To him I was then able to add the hapless (and in Tom's diary, nameless) Town Major of Frevent whom Amar Singh dupes into supplying him with a mountain of trench props and lorry fuel. Tom meets the man later and is harangued for almost having cost him his job (‘you and your precious Sikhs…’).
The rape scene in the same chapter is based on a real and very nasty incident described by Tom, where a nameless female photographer shelters a deserter husband and faces terrible consequences. There are a few other more personal shadows lurking within the character of Lochdubh, but those are the main three sources.
Matheson is a complete invention of my own, but I know many splendid Mathesons and have tried to encapsulate in him the tenacity of my fellow Highlanders.
Lochdubh’s father’s death is entirely fictionalised but his upbringing and way of life are very real. I will always hold the likes of Lochdubh, with his disfunctional sense of family and his remote education, responsible for much of the bloodshed inflicted on this world over the past century.
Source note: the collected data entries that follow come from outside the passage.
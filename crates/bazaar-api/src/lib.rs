pub mod admin;
pub mod auth;
pub mod chats;
pub mod error;
pub mod middleware;

use std::sync::Arc;

use bazaar_auth::{
    AuditLog, AuthError, CommandDispatcher, Config, CredentialStore, RoleAuthority,
    SessionRegistry, TokenService,
};
use bazaar_db::Database;

use crate::error::ApiError;

pub type AppState = Arc<AppStateInner>;

/// Shared immutable state: the storage handle plus the access-control
/// components, all constructed once in main.
pub struct AppStateInner {
    pub db: Database,
    pub config: Config,
    pub credentials: CredentialStore,
    pub tokens: TokenService,
    pub sessions: SessionRegistry,
    pub authority: RoleAuthority,
    pub audit: AuditLog,
    pub dispatcher: CommandDispatcher,
}

impl AppStateInner {
    /// Map a core error to its HTTP form, gating internal detail on the
    /// environment.
    pub fn auth_err(&self, err: AuthError) -> ApiError {
        ApiError::from_auth(err, self.config.expose_errors())
    }
}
I have to confess that I now visualise Lochdubh as a less fleshy version of Boris Johnson.
Fact and Fiction
The writing of Major Tom’s War as a novel actually began here with this chapter, on board the Queen Mary, sailing Transatlantic back in 2010. I had been mulling over my transcription of Tom’s diary and wondering what to do with it when the idea of fiction tapped me on the shoulder. I had a hero, I thought, so would need a convincing anti-hero. The scene with Lochdubh’s father, the old Laird, falling to his doom was where I started, writing in pencil on paper begged from the ship’s crew. I sat up all night in our cabin as it poured out of me – the first of many such long, wired, nights.